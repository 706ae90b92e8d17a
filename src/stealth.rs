//! Automation masking for freshly opened tabs.
//!
//! Chat front-ends refuse or degrade service when they detect a driven
//! browser. Every tab gets an init script that runs before the page's own
//! scripts, plus locale and timezone overrides matching the session options.

use anyhow::Result;
use headless_chrome::protocol::cdp::Emulation::{SetLocaleOverride, SetTimezoneOverride};
use headless_chrome::protocol::cdp::Page::AddScriptToEvaluateOnNewDocument;
use headless_chrome::Tab;

use crate::session::SessionOptions;

/// Init script for `locale` (e.g. "en-US"): hides `navigator.webdriver`,
/// reports languages consistent with the locale and fills in the
/// `window.chrome` object headless builds lack.
pub fn init_script(locale: &str) -> String {
    let mut languages = vec![format!("'{locale}'")];
    if let Some((primary, _)) = locale.split_once('-') {
        languages.push(format!("'{primary}'"));
    }
    let languages = languages.join(", ");

    format!(
        r#"(() => {{
    const define = (target, key, value) =>
        Object.defineProperty(target, key, {{ get: () => value, configurable: true }});
    define(navigator, 'webdriver', undefined);
    define(navigator, 'languages', [{languages}]);
    if (!window.chrome) {{
        window.chrome = {{ runtime: {{}}, app: {{ isInstalled: false }} }};
    }}
    const query = navigator.permissions && navigator.permissions.query;
    if (query) {{
        navigator.permissions.query = (p) => p && p.name === 'notifications'
            ? Promise.resolve({{ state: Notification.permission }})
            : query.call(navigator.permissions, p);
    }}
}})();"#
    )
}

/// Install the init script and the locale/timezone overrides on `tab`.
pub fn prepare_tab(tab: &Tab, options: &SessionOptions) -> Result<()> {
    tab.enable_debugger()?;
    tab.call_method(AddScriptToEvaluateOnNewDocument {
        source: init_script(&options.locale),
        world_name: None,
        include_command_line_api: None,
        run_immediately: None,
    })?;

    tab.call_method(SetLocaleOverride {
        locale: Some(options.locale.clone()),
    })?;

    if let Some(timezone) = &options.timezone {
        tab.call_method(SetTimezoneOverride {
            timezone_id: timezone.clone(),
        })?;
    }

    Ok(())
}
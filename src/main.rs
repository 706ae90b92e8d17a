use std::sync::Arc;

use anyhow::Context;
use clap::{Parser, Subcommand};
use dotenv::dotenv;
use tokio_util::sync::CancellationToken;
use tracing::{info, warn};

use comet_research::api::{self, AppState};
use comet_research::config::{self, Settings};
use comet_research::mcp;
use comet_research::tools::ToolBox;
use comet_research::Researcher;

#[derive(Parser)]
#[command(name = "comet-research", version, about = "Browser-driven research tools")]
struct Cli {
    #[command(subcommand)]
    command: Command,
}

#[derive(Subcommand)]
enum Command {
    /// Serve the tools over HTTP
    Serve {
        /// Overrides COMET_BIND
        #[arg(long)]
        bind: Option<std::net::SocketAddr>,
    },
    /// Speak JSON-RPC on stdin/stdout for MCP clients
    Stdio,
}

async fn ctrl_c(shutdown: CancellationToken) {
    if let Err(e) = tokio::signal::ctrl_c().await {
        warn!("cannot listen for Ctrl-C: {e}");
        return;
    }
    info!("🛑 shutdown requested, cancelling in-flight requests");
    shutdown.cancel();
}

#[tokio::main]
async fn main() -> anyhow::Result<()> {
    dotenv().ok();
    config::init_tracing();

    let cli = Cli::parse();
    let settings = Settings::from_env()?;

    let researcher = Arc::new(Researcher::with_chrome(&settings));
    let tools = Arc::new(ToolBox::new(
        researcher.clone(),
        settings.ask_budget,
        settings.research_budget,
    ));
    let shutdown = CancellationToken::new();
    tokio::spawn(ctrl_c(shutdown.clone()));

    match cli.command {
        Command::Serve { bind } => {
            let bind = bind.unwrap_or(settings.bind);
            let app = api::router(Arc::new(AppState {
                tools,
                shutdown: shutdown.clone(),
            }));

            let listener = tokio::net::TcpListener::bind(bind)
                .await
                .with_context(|| format!("binding {bind}"))?;
            info!("🎯 listening on http://{}", listener.local_addr()?);
            info!("📖 API docs at http://{}/swagger-ui", listener.local_addr()?);

            let stop = shutdown.clone();
            axum::serve(listener, app)
                .with_graceful_shutdown(async move { stop.cancelled().await })
                .await?;
        }
        Command::Stdio => {
            info!("🎯 serving tools on stdio");
            mcp::serve(tools, tokio::io::stdin(), tokio::io::stdout(), shutdown.clone()).await?;
        }
    }

    researcher.shutdown().await;
    Ok(())
}
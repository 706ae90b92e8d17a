//! Runtime settings from the environment (and `.env`).

use std::net::SocketAddr;
use std::path::PathBuf;
use std::time::Duration;

use anyhow::{bail, Context, Result};
use tracing_subscriber::{layer::SubscriberExt, util::SubscriberInitExt};

use crate::research::ResearchSettings;
use crate::selectors::SelectorSet;
use crate::session::{Profile, SessionOptions};

pub const DEFAULT_TARGET_URL: &str = "https://www.perplexity.ai/";
pub const DEFAULT_BIND: &str = "0.0.0.0:3000";

#[derive(Debug, Clone)]
pub struct Settings {
    pub research: ResearchSettings,
    pub selectors: SelectorSet,
    /// Default budget for `ask`.
    pub ask_budget: Duration,
    /// Default budget for `deep_research`.
    pub research_budget: Duration,
    pub bind: SocketAddr,
    pub parser_api_url: Option<String>,
}

impl Settings {
    pub fn from_env() -> Result<Self> {
        Self::from_lookup(|key| std::env::var(key).ok())
    }

    /// Build settings from any key lookup. Empty values count as unset.
    pub fn from_lookup(lookup: impl Fn(&str) -> Option<String>) -> Result<Self> {
        let get = |key: &str| lookup(key).map(|v| v.trim().to_string()).filter(|v| !v.is_empty());

        let target_url = get("COMET_TARGET_URL").unwrap_or_else(|| DEFAULT_TARGET_URL.to_string());
        reqwest::Url::parse(&target_url)
            .with_context(|| format!("COMET_TARGET_URL is not a valid url: {target_url}"))?;

        let profile = match get("COMET_PROFILE_DIR") {
            Some(dir) => Profile::Persistent(PathBuf::from(dir)),
            None => Profile::Ephemeral,
        };

        let viewport = match get("COMET_VIEWPORT") {
            Some(raw) => parse_viewport(&raw).context("COMET_VIEWPORT")?,
            None => (1920, 1080),
        };

        let session = SessionOptions {
            profile,
            viewport,
            locale: get("COMET_LOCALE").unwrap_or_else(|| "en-US".to_string()),
            timezone: get("COMET_TIMEZONE"),
            headless: parse_flag(get("COMET_HEADLESS"), true).context("COMET_HEADLESS")?,
            chrome_path: get("COMET_CHROME_PATH").map(PathBuf::from),
        };

        let selectors = match get("COMET_SELECTORS_FILE") {
            Some(path) => SelectorSet::load(PathBuf::from(path).as_path())?,
            None => SelectorSet::default(),
        };

        let bind = get("COMET_BIND").unwrap_or_else(|| DEFAULT_BIND.to_string());
        let bind = bind
            .parse()
            .with_context(|| format!("COMET_BIND is not a socket address: {bind}"))?;

        Ok(Self {
            research: ResearchSettings {
                target_url,
                session,
                keep_alive: parse_flag(get("COMET_KEEP_ALIVE"), true).context("COMET_KEEP_ALIVE")?,
            },
            selectors,
            ask_budget: parse_secs(get("COMET_ASK_BUDGET_SECS"), 120).context("COMET_ASK_BUDGET_SECS")?,
            research_budget: parse_secs(get("COMET_RESEARCH_BUDGET_SECS"), 600)
                .context("COMET_RESEARCH_BUDGET_SECS")?,
            bind,
            parser_api_url: get("PARSER_API_URL"),
        })
    }
}

/// Log to stderr, filtered by `RUST_LOG` (default `info`). stdout stays free
/// for the stdio transport and for printed results.
pub fn init_tracing() {
    tracing_subscriber::registry()
        .with(
            tracing_subscriber::EnvFilter::try_from_default_env()
                .unwrap_or_else(|_| "info".into()),
        )
        .with(tracing_subscriber::fmt::layer().with_writer(std::io::stderr))
        .init();
}

/// "1280x800" -> (1280, 800)
pub fn parse_viewport(raw: &str) -> Result<(u32, u32)> {
    let Some((w, h)) = raw.split_once(['x', 'X']) else {
        bail!("expected WIDTHxHEIGHT, got {raw:?}");
    };
    let width: u32 = w.trim().parse().with_context(|| format!("bad width in {raw:?}"))?;
    let height: u32 = h.trim().parse().with_context(|| format!("bad height in {raw:?}"))?;
    if width == 0 || height == 0 {
        bail!("viewport must not be empty: {raw:?}");
    }
    Ok((width, height))
}

fn parse_flag(raw: Option<String>, default: bool) -> Result<bool> {
    let Some(raw) = raw else {
        return Ok(default);
    };
    match raw.to_ascii_lowercase().as_str() {
        "1" | "true" | "yes" | "on" => Ok(true),
        "0" | "false" | "no" | "off" => Ok(false),
        other => bail!("expected a boolean, got {other:?}"),
    }
}

fn parse_secs(raw: Option<String>, default: u64) -> Result<Duration> {
    let secs = match raw {
        Some(raw) => raw
            .parse::<u64>()
            .with_context(|| format!("expected whole seconds, got {raw:?}"))?,
        None => default,
    };
    if secs == 0 {
        bail!("budget must be at least one second");
    }
    Ok(Duration::from_secs(secs))
}
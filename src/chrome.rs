//! Chrome implementation of the browser seams, over `headless_chrome`.
//!
//! `headless_chrome` talks CDP synchronously; every call made from the async
//! pipeline is moved onto the blocking pool.

use std::ffi::OsStr;
use std::sync::Arc;
use std::time::{Duration, Instant};

use anyhow::{Context, Result};
use async_trait::async_trait;
use headless_chrome::{Browser, LaunchOptions, Tab};
use once_cell::sync::Lazy;
use rand::seq::SliceRandom;
use tracing::debug;

use crate::page::{PageDriver, ReadyPolicy, WaitTimedOut};
use crate::session::{BrowserBackend, BrowserContext, Profile, SessionOptions};

static USER_AGENTS: Lazy<Vec<&'static str>> = Lazy::new(|| {
    vec![
        "Mozilla/5.0 (Windows NT 10.0; Win64; x64) AppleWebKit/537.36 (KHTML, like Gecko) Chrome/131.0.0.0 Safari/537.36",
        "Mozilla/5.0 (Macintosh; Intel Mac OS X 10_15_7) AppleWebKit/537.36 (KHTML, like Gecko) Chrome/131.0.0.0 Safari/537.36",
        "Mozilla/5.0 (X11; Linux x86_64) AppleWebKit/537.36 (KHTML, like Gecko) Chrome/131.0.0.0 Safari/537.36",
    ]
});

const DEFAULT_USER_AGENT: &str =
    "Mozilla/5.0 (Windows NT 10.0; Win64; x64) AppleWebKit/537.36 (KHTML, like Gecko) Chrome/131.0.0.0 Safari/537.36";

/// How long the resource count must stay flat before the network counts as idle.
const NETWORK_QUIET: Duration = Duration::from_millis(500);
const IDLE_SAMPLE: Duration = Duration::from_millis(100);

/// headless_chrome drops the connection after this long without CDP traffic;
/// parked sessions sit idle between requests.
const BROWSER_IDLE_TIMEOUT: Duration = Duration::from_secs(6 * 60 * 60);

pub struct ChromeBackend;

impl BrowserBackend for ChromeBackend {
    fn launch(&self, options: &SessionOptions) -> Result<Box<dyn BrowserContext>> {
        let user_agent = USER_AGENTS
            .choose(&mut rand::thread_rng())
            .copied()
            .unwrap_or(DEFAULT_USER_AGENT);

        let mut args = vec![
            "--disable-blink-features=AutomationControlled".to_string(),
            "--no-sandbox".to_string(),
            "--disable-dev-shm-usage".to_string(),
            "--disable-infobars".to_string(),
            "--no-first-run".to_string(),
            "--no-default-browser-check".to_string(),
            format!("--lang={}", options.locale),
            format!("--user-agent={user_agent}"),
        ];
        if options.headless {
            args.push("--headless=new".to_string());
        }

        let user_data_dir = match &options.profile {
            Profile::Ephemeral => {
                args.push("--incognito".to_string());
                None
            }
            Profile::Persistent(path) => {
                std::fs::create_dir_all(path)
                    .with_context(|| format!("creating profile dir {}", path.display()))?;
                Some(path.clone())
            }
        };

        debug!(?args, "launching chrome");

        let browser = Browser::new(LaunchOptions {
            // headless mode is selected through --headless=new above
            headless: false,
            window_size: Some(options.viewport),
            path: options.chrome_path.clone(),
            user_data_dir,
            idle_browser_timeout: BROWSER_IDLE_TIMEOUT,
            args: args.iter().map(OsStr::new).collect(),
            ..Default::default()
        })
        .context("starting chrome")?;

        Ok(Box::new(ChromeContext { browser }))
    }
}

struct ChromeContext {
    browser: Browser,
}

impl BrowserContext for ChromeContext {
    fn open_page(&self, options: &SessionOptions) -> Result<Arc<dyn PageDriver>> {
        let tab = self.browser.new_tab().context("opening tab")?;
        crate::stealth::prepare_tab(&tab, options)?;
        Ok(Arc::new(ChromePage { tab }))
    }

    fn close(self: Box<Self>) -> Result<()> {
        let tabs = self
            .browser
            .get_tabs()
            .lock()
            .map(|tabs| tabs.clone())
            .unwrap_or_default();
        for tab in tabs {
            let _ = tab.close(false);
        }
        // Dropping the Browser kills the process.
        drop(self.browser);
        Ok(())
    }
}

pub struct ChromePage {
    tab: Arc<Tab>,
}

impl ChromePage {
    async fn blocking<T, F>(&self, f: F) -> Result<T>
    where
        F: FnOnce(&Tab) -> Result<T> + Send + 'static,
        T: Send + 'static,
    {
        let tab = self.tab.clone();
        tokio::task::spawn_blocking(move || f(&tab))
            .await
            .context("browser call panicked")?
    }
}

/// True when `err` is a bounded wait running out rather than a broken page.
fn is_wait_timeout(err: &anyhow::Error) -> bool {
    err.chain()
        .any(|cause| cause.is::<headless_chrome::util::Timeout>() || cause.is::<WaitTimedOut>())
}

fn wait_for_network_idle(tab: &Tab, deadline: Instant) -> Result<()> {
    let mut last_count = None;
    let mut quiet_since = Instant::now();

    loop {
        let count = tab
            .evaluate(
                "document.readyState === 'complete' ? performance.getEntriesByType('resource').length : -1",
                false,
            )?
            .value
            .and_then(|v| v.as_i64())
            .unwrap_or(-1);

        if count >= 0 && last_count == Some(count) {
            if quiet_since.elapsed() >= NETWORK_QUIET {
                return Ok(());
            }
        } else {
            last_count = Some(count);
            quiet_since = Instant::now();
        }

        if Instant::now() >= deadline {
            debug!("network did not go idle before the deadline");
            return Err(WaitTimedOut.into());
        }
        std::thread::sleep(IDLE_SAMPLE);
    }
}

#[async_trait]
impl PageDriver for ChromePage {
    async fn goto(&self, url: &str, ready: ReadyPolicy, timeout: Duration) -> Result<()> {
        let url = url.to_string();
        self.blocking(move |tab| {
            let deadline = Instant::now() + timeout;
            tab.set_default_timeout(timeout);
            tab.navigate_to(&url)?;
            let waited = match ready {
                ReadyPolicy::DomContentLoaded => tab
                    .wait_for_element_with_custom_timeout("body", timeout)
                    .map(|_| ()),
                ReadyPolicy::NetworkIdle => tab
                    .wait_until_navigated()
                    .and_then(|_| wait_for_network_idle(tab, deadline)),
            };
            waited.map_err(|e| {
                if is_wait_timeout(&e) {
                    debug!("page wait ran out: {e:#}");
                    WaitTimedOut.into()
                } else {
                    e.context("waiting for the page to load")
                }
            })
        })
        .await
    }

    async fn html(&self) -> Result<String> {
        self.blocking(|tab| tab.get_content()).await
    }

    async fn visible_text(&self) -> Result<String> {
        self.blocking(|tab| {
            let value = tab
                .evaluate("document.body ? document.body.innerText : ''", false)?
                .value;
            Ok(value
                .as_ref()
                .and_then(|v| v.as_str())
                .unwrap_or_default()
                .to_string())
        })
        .await
    }

    async fn fill(&self, selector: &str, text: &str) -> Result<()> {
        let selector = selector.to_string();
        // a literal newline would submit half the query
        let text = text.replace(['\r', '\n'], " ");
        self.blocking(move |tab| {
            let element = tab.find_element(&selector)?;
            element.click()?;
            tab.type_str(&text)?;
            Ok(())
        })
        .await
    }

    async fn press_key(&self, key: &str) -> Result<()> {
        let key = key.to_string();
        self.blocking(move |tab| {
            tab.press_key(&key)?;
            Ok(())
        })
        .await
    }

    async fn click(&self, selector: &str) -> Result<()> {
        let selector = selector.to_string();
        self.blocking(move |tab| {
            tab.find_element(&selector)?.click()?;
            Ok(())
        })
        .await
    }

    async fn click_text(&self, selector: &str, needle: &str) -> Result<bool> {
        let script = format!(
            r#"
            (() => {{
                const needle = {needle};
                for (const el of document.querySelectorAll({selector})) {{
                    if ((el.textContent || '').includes(needle)) {{
                        el.click();
                        return true;
                    }}
                }}
                return false;
            }})()
            "#,
            needle = serde_json::to_string(needle)?,
            selector = serde_json::to_string(selector)?,
        );
        self.blocking(move |tab| {
            let value = tab.evaluate(&script, false)?.value;
            Ok(value.and_then(|v| v.as_bool()).unwrap_or(false))
        })
        .await
    }
}
//! Start and follow batch parse jobs on the remote parsing API.
//!
//! The last started task id is remembered so `status` and `wait` work
//! without arguments.

use std::path::{Path, PathBuf};
use std::time::Duration;

use anyhow::{bail, Context, Result};
use clap::{Parser, Subcommand};
use dotenv::dotenv;
use tracing::info;

use comet_research::config;
use comet_research::parse_client::{ParseJob, ParserClient, TaskStatus, DEFAULT_SHEET_NAME};

#[derive(Parser)]
#[command(name = "parse-batch", version, about = "Drive the batch parsing API")]
struct Cli {
    /// Parser API base url
    #[arg(long, env = "PARSER_API_URL")]
    api_url: String,

    /// Where the last task id is kept
    #[arg(long, env = "PARSE_BATCH_STATE", default_value = ".parse-batch-last-task")]
    state_file: PathBuf,

    #[command(subcommand)]
    command: Command,
}

#[derive(Subcommand)]
enum Command {
    /// Start parsing the SKU column of a spreadsheet
    Start {
        spreadsheet_id: String,
        #[arg(long, default_value = DEFAULT_SHEET_NAME)]
        sheet: String,
        #[arg(long, default_value = "A")]
        column: String,
        #[arg(long, default_value_t = 2)]
        start_row: u32,
    },
    /// Show task progress
    Status { task_id: Option<String> },
    /// Poll until the task finishes
    Wait {
        task_id: Option<String>,
        /// Seconds between polls
        #[arg(long, default_value_t = 10)]
        interval: u64,
        /// Give up after this many seconds
        #[arg(long, default_value_t = 3600)]
        max_wait: u64,
    },
    /// Parse one SKU right away
    Test { sku: String },
    /// Check the API is reachable
    Health,
}

fn remembered_task(state_file: &Path, given: Option<String>) -> Result<String> {
    if let Some(id) = given {
        return Ok(id);
    }
    let id = std::fs::read_to_string(state_file)
        .with_context(|| format!("no task id given and none remembered in {}", state_file.display()))?;
    let id = id.trim().to_string();
    if id.is_empty() {
        bail!("remembered task id in {} is empty", state_file.display());
    }
    Ok(id)
}

fn print_status(status: &TaskStatus) {
    println!("Task:      {}", status.task_id);
    println!("Status:    {}", status.status);
    println!("Progress:  {}", status.progress);
    println!("Processed: {}/{}", status.processed, status.total);
    println!("Errors:    {}", status.errors);
    if let Some(done) = &status.completed_at {
        println!("Completed: {done}");
    }
}

#[tokio::main]
async fn main() -> Result<()> {
    dotenv().ok();
    config::init_tracing();

    let cli = Cli::parse();
    let client = ParserClient::new(&cli.api_url)?;

    match cli.command {
        Command::Start {
            spreadsheet_id,
            sheet,
            column,
            start_row,
        } => {
            let job = ParseJob {
                sheet_name: sheet,
                column_sku: column,
                start_row,
                ..ParseJob::new(spreadsheet_id)
            };
            let started = client.start(&job).await?;
            std::fs::write(&cli.state_file, &started.task_id)
                .with_context(|| format!("remembering task id in {}", cli.state_file.display()))?;
            println!("Task ID: {}", started.task_id);
            println!("{}", started.message);
        }
        Command::Status { task_id } => {
            let task_id = remembered_task(&cli.state_file, task_id)?;
            print_status(&client.status(&task_id).await?);
        }
        Command::Wait {
            task_id,
            interval,
            max_wait,
        } => {
            let task_id = remembered_task(&cli.state_file, task_id)?;
            info!(%task_id, "⏳ waiting for task");
            let status = client
                .wait(
                    &task_id,
                    Duration::from_secs(interval.max(1)),
                    Duration::from_secs(max_wait),
                )
                .await?;
            print_status(&status);
            if !status.is_terminal() {
                bail!("task {task_id} still {} after {max_wait}s", status.status);
            }
        }
        Command::Test { sku } => {
            let result = client.parse_one(&sku).await?;
            println!("{}", serde_json::to_string_pretty(&result)?);
        }
        Command::Health => {
            let health = client.health().await?;
            println!("{}", serde_json::to_string_pretty(&health)?);
        }
    }
    Ok(())
}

= = = = = = =

▸ **PROBLEM DESCRIPTION**: Give the count of lines that hold the word "progress" in the listing above, with no other text.

▸ **OUTPUT BELOW**: 2